• INPUT MATERIAL:
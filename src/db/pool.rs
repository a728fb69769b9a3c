use sqlx::sqlite::SqlitePool;

pub async fn health_check(pool: &SqlitePool) -> anyhow::Result<bool> {
    let _result = sqlx::query("SELECT 1")
        .fetch_one(pool)
        .await?;

    Ok(true)
}

/// In-memory registry with the production schema, for tests.
#[cfg(test)]
pub async fn memory_pool() -> SqlitePool {
    let pool = sqlx::sqlite::SqlitePoolOptions::new()
        .max_connections(1)
        .connect("sqlite::memory:")
        .await
        .expect("in-memory sqlite");
    sqlx::migrate!("./migrations")
        .run(&pool)
        .await
        .expect("migrations");
    pool
}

• ASSIGNMENT: Could you return the complete set of entries exactly?

• RESPONSE BOX:
filename src/db/pool.rs
repository a728fb69769b9a3c
use sqlx::sqlite::SqlitePool;

pub async fn health_check(pool: &SqlitePool) -> anyhow::Result<bool> {
    let _result = sqlx::query("SELECT 1")
        .fetch_one(pool)
        .await?;

    Ok(true)
}

/// In-memory registry with the production schema, for tests.
#[cfg(test)]
pub async fn memory_pool() -> SqlitePool {
    let pool = sqlx::sqlite::SqlitePoolOptions::new()
        .max_connections(1)
        .connect("sqlite::memory:")
        .await
        .expect("in-memory sqlite");
    sqlx::migrate!("./migrations")
        .run(&pool)
        .await
        .expect("migrations");
    pool
}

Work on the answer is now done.